→ EXERCISE INSTRUCTIONS
From the top of the entries below through the line containing "in publish order.", return every line exactly as written, please, and stop there.

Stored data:
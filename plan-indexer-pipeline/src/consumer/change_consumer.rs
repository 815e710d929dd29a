//! Sequential envelope consumer.
//!
//! Fetches one envelope, applies it to the search index, and settles it
//! before fetching the next, so index writes happen in publish order.

use std::sync::atomic::{AtomicU64, Ordering};
use std::sync::Arc;
use std::time::Duration;

use tokio::sync::{broadcast, watch};
use tracing::{debug, error, info, instrument, warn};

use crate::channel::{Delivery, EnvelopeSource};
use crate::errors::{ChannelError, PipelineError};
use crate::loader::IndexLoader;
use plan_indexer_repository::BatchOperationSummary;
use plan_indexer_shared::OperationEnvelope;

/// Where the consumer is in its fetch/process/settle cycle.
#[derive(Debug, Clone, Copy, PartialEq, Eq)]
pub enum ConsumerState {
    Idle,
    Fetching,
    Processing,
    Acking,
    Nacking,
}

/// How one delivery ended.
#[derive(Debug, Clone, Copy, PartialEq, Eq)]
pub enum Settlement {
    /// Applied and acknowledged.
    Acked,
    /// Dispatch failed; rejected without requeue.
    Discarded,
    /// The channel was closed; nothing was fetched.
    Closed,
}

/// Counters reported when the consumer stops.
#[derive(Debug, Clone, Copy, Default, PartialEq, Eq)]
pub struct ConsumerStats {
    pub acked: u64,
    pub discarded: u64,
}

/// Applies envelopes from the channel to the search index, one at a time.
///
/// There is no timeout on dispatch: a hung index call stalls the consumer.
pub struct ChangeConsumer {
    source: Arc<dyn EnvelopeSource>,
    loader: Arc<IndexLoader>,
    fetch_retry_delay: Duration,
    state: watch::Sender<ConsumerState>,
    acked: AtomicU64,
    discarded: AtomicU64,
}

impl ChangeConsumer {
    pub fn new(source: Arc<dyn EnvelopeSource>, loader: Arc<IndexLoader>) -> Self {
        let (state, _) = watch::channel(ConsumerState::Idle);
        Self {
            source,
            loader,
            fetch_retry_delay: Duration::from_secs(1),
            state,
            acked: AtomicU64::new(0),
            discarded: AtomicU64::new(0),
        }
    }

    /// Pause between fetch attempts after a fetch failure.
    pub fn with_fetch_retry_delay(mut self, delay: Duration) -> Self {
        self.fetch_retry_delay = delay;
        self
    }

    pub fn state(&self) -> ConsumerState {
        *self.state.borrow()
    }

    pub fn subscribe(&self) -> watch::Receiver<ConsumerState> {
        self.state.subscribe()
    }

    pub fn stats(&self) -> ConsumerStats {
        ConsumerStats {
            acked: self.acked.load(Ordering::SeqCst),
            discarded: self.discarded.load(Ordering::SeqCst),
        }
    }

    /// Fetch, apply and settle a single envelope.
    pub async fn run_once(&self) -> Result<Settlement, PipelineError> {
        self.transition(ConsumerState::Fetching);
        match self.source.fetch().await {
            Ok(Some(delivery)) => self.handle(delivery).await,
            Ok(None) => {
                self.transition(ConsumerState::Idle);
                Ok(Settlement::Closed)
            }
            Err(e) => {
                self.transition(ConsumerState::Idle);
                Err(e.into())
            }
        }
    }

    /// Consume until shutdown is signalled or the channel closes.
    ///
    /// Shutdown only interrupts a pending fetch; an envelope already fetched
    /// is always applied and settled first. A failed ack or nack stops the
    /// consumer, leaving the delivery to be redelivered after a restart.
    #[instrument(skip(self, shutdown))]
    pub async fn run(
        &self,
        mut shutdown: broadcast::Receiver<()>,
    ) -> Result<ConsumerStats, PipelineError> {
        info!("Consumer started");

        loop {
            self.transition(ConsumerState::Fetching);
            let fetched = tokio::select! {
                _ = shutdown.recv() => {
                    info!("Consumer received shutdown signal");
                    break;
                }
                fetched = self.source.fetch() => fetched,
            };

            match fetched {
                Ok(Some(delivery)) => {
                    self.handle(delivery).await?;
                }
                Ok(None) => {
                    info!("Channel closed");
                    break;
                }
                Err(ChannelError::PrefetchExceeded(offset)) => {
                    self.transition(ConsumerState::Idle);
                    return Err(ChannelError::PrefetchExceeded(offset).into());
                }
                Err(e) => {
                    warn!(
                        error = %e,
                        retry_in_ms = self.fetch_retry_delay.as_millis() as u64,
                        "Fetch failed"
                    );
                    tokio::select! {
                        _ = shutdown.recv() => {
                            info!("Consumer received shutdown signal");
                            break;
                        }
                        _ = tokio::time::sleep(self.fetch_retry_delay) => {}
                    }
                }
            }
        }

        self.transition(ConsumerState::Idle);
        let stats = self.stats();
        info!(acked = stats.acked, discarded = stats.discarded, "Consumer stopped");
        Ok(stats)
    }

    async fn handle(&self, delivery: Delivery) -> Result<Settlement, PipelineError> {
        let tag = delivery.tag;
        self.transition(ConsumerState::Processing);

        let settled = match self.dispatch(&delivery.payload).await {
            Ok(summary) => {
                self.transition(ConsumerState::Acking);
                self.source.ack(tag).await.map(|()| {
                    self.acked.fetch_add(1, Ordering::SeqCst);
                    debug!(
                        partition = tag.partition,
                        offset = tag.offset,
                        documents = summary.total,
                        "Envelope applied"
                    );
                    Settlement::Acked
                })
            }
            Err(e) => {
                error!(
                    partition = tag.partition,
                    offset = tag.offset,
                    error = %e,
                    "Envelope dispatch failed, discarding"
                );
                self.transition(ConsumerState::Nacking);
                self.source.nack(tag).await.map(|()| {
                    self.discarded.fetch_add(1, Ordering::SeqCst);
                    Settlement::Discarded
                })
            }
        };

        // Settle failures still end the cycle.
        self.transition(ConsumerState::Idle);
        Ok(settled?)
    }

    async fn dispatch(&self, payload: &[u8]) -> Result<BatchOperationSummary, PipelineError> {
        let envelope = OperationEnvelope::from_bytes(payload)
            .map_err(|e| PipelineError::parse(format!("Failed to decode envelope: {}", e)))?;
        self.loader.apply(&envelope).await
    }

    fn transition(&self, next: ConsumerState) {
        self.state.send_replace(next);
    }
}

#[cfg(test)]
mod tests {
    use super::*;
    use crate::channel::{EnvelopeSink, MemoryChannel};
    use crate::publisher::ChangePublisher;
    use crate::channel::DeliveryTag;
    use crate::test_fixtures::{small_plan, RecordingProvider};
    use async_trait::async_trait;
    use plan_indexer_shared::Operation;

    /// Delivers from a memory channel but refuses every settlement.
    struct UnsettleableSource {
        inner: Arc<MemoryChannel>,
    }

    #[async_trait]
    impl EnvelopeSource for UnsettleableSource {
        async fn fetch(&self) -> Result<Option<Delivery>, ChannelError> {
            self.inner.fetch().await
        }

        async fn ack(&self, _tag: DeliveryTag) -> Result<(), ChannelError> {
            Err(ChannelError::acknowledge("commit rejected"))
        }

        async fn nack(&self, _tag: DeliveryTag) -> Result<(), ChannelError> {
            Err(ChannelError::acknowledge("commit rejected"))
        }
    }

    fn consumer_over(channel: &Arc<MemoryChannel>, provider: &RecordingProvider) -> ChangeConsumer {
        let loader = Arc::new(IndexLoader::new(provider.client()));
        ChangeConsumer::new(channel.clone(), loader)
    }

    #[tokio::test]
    async fn test_applied_envelope_is_acked() {
        let channel = Arc::new(MemoryChannel::new());
        let provider = RecordingProvider::new();
        let consumer = consumer_over(&channel, &provider);
        ChangePublisher::new(channel.clone())
            .publish(Operation::Create, &small_plan("p1"))
            .await
            .unwrap();

        let settlement = consumer.run_once().await.unwrap();

        assert_eq!(settlement, Settlement::Acked);
        assert_eq!(consumer.state(), ConsumerState::Idle);
        assert_eq!(channel.acked().await, 1);
        assert_eq!(provider.indexed_ids().len(), 4);
    }

    #[tokio::test]
    async fn test_failed_dispatch_is_discarded() {
        let channel = Arc::new(MemoryChannel::new());
        let provider = RecordingProvider::new();
        provider.fail_on("p1-s2");
        let consumer = consumer_over(&channel, &provider);
        let publisher = ChangePublisher::new(channel.clone());
        publisher.publish(Operation::Create, &small_plan("p1")).await.unwrap();
        publisher.publish(Operation::Create, &small_plan("p2")).await.unwrap();

        assert_eq!(consumer.run_once().await.unwrap(), Settlement::Discarded);
        assert_eq!(consumer.run_once().await.unwrap(), Settlement::Acked);

        assert_eq!(channel.discarded().await, 1);
        assert_eq!(channel.acked().await, 1);
        assert!(!channel.recover().await);
        assert_eq!(
            consumer.stats(),
            ConsumerStats {
                acked: 1,
                discarded: 1
            }
        );
    }

    #[tokio::test]
    async fn test_undecodable_envelope_is_discarded() {
        let channel = Arc::new(MemoryChannel::new());
        let provider = RecordingProvider::new();
        let consumer = consumer_over(&channel, &provider);
        channel
            .send(None, br#"{"operation":"MERGE","payload":{},"timestamp":"2024-01-01T00:00:00Z"}"#, Operation::Create)
            .await
            .unwrap();

        assert_eq!(consumer.run_once().await.unwrap(), Settlement::Discarded);
        assert!(provider.calls().is_empty());
    }

    #[tokio::test]
    async fn test_run_stops_on_close() {
        let channel = Arc::new(MemoryChannel::new());
        let provider = RecordingProvider::new();
        let consumer = consumer_over(&channel, &provider);
        let publisher = ChangePublisher::new(channel.clone());
        for id in ["a", "b", "c"] {
            publisher.publish(Operation::Create, &small_plan(id)).await.unwrap();
        }
        channel.close().await;

        let (_tx, rx) = broadcast::channel(1);
        let stats = consumer.run(rx).await.unwrap();

        assert_eq!(stats.acked, 3);
        assert_eq!(consumer.state(), ConsumerState::Idle);
    }

    #[tokio::test]
    async fn test_shutdown_interrupts_idle_fetch() {
        let channel = Arc::new(MemoryChannel::new());
        let provider = RecordingProvider::new();
        let consumer = Arc::new(consumer_over(&channel, &provider));
        let (tx, rx) = broadcast::channel(1);

        let handle = {
            let consumer = consumer.clone();
            tokio::spawn(async move { consumer.run(rx).await })
        };
        tokio::time::sleep(Duration::from_millis(10)).await;
        tx.send(()).unwrap();

        let stats = handle.await.unwrap().unwrap();
        assert_eq!(stats, ConsumerStats::default());
    }

    #[tokio::test]
    async fn test_closed_channel_settlement() {
        let channel = Arc::new(MemoryChannel::new());
        channel.close().await;
        let consumer = consumer_over(&channel, &RecordingProvider::new());

        assert_eq!(consumer.run_once().await.unwrap(), Settlement::Closed);
    }

    #[tokio::test]
    async fn test_failed_settlement_returns_to_idle() {
        let provider = RecordingProvider::new();
        provider.fail_on("p2-s1");

        // p1 is applied, so the ack path runs; p2 fails, so the nack path runs.
        for id in ["p1", "p2"] {
            let channel = Arc::new(MemoryChannel::new());
            ChangePublisher::new(channel.clone())
                .publish(Operation::Create, &small_plan(id))
                .await
                .unwrap();
            let source = Arc::new(UnsettleableSource { inner: channel });
            let consumer =
                ChangeConsumer::new(source, Arc::new(IndexLoader::new(provider.client())));
            let states = consumer.subscribe();

            let result = consumer.run_once().await;

            assert!(matches!(result, Err(PipelineError::ChannelError(_))));
            assert_eq!(*states.borrow(), ConsumerState::Idle);
            assert_eq!(consumer.stats(), ConsumerStats::default());
        }
    }
}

→ ANSWER FOR THIS EXERCISE
filename plan-indexer-pipeline/src/consumer/change_consumer.rs
repository 815e710d929dd29a
//! Sequential envelope consumer.
//!
//! Fetches one envelope, applies it to the search index, and settles it
//! before fetching the next, so index writes happen in publish order.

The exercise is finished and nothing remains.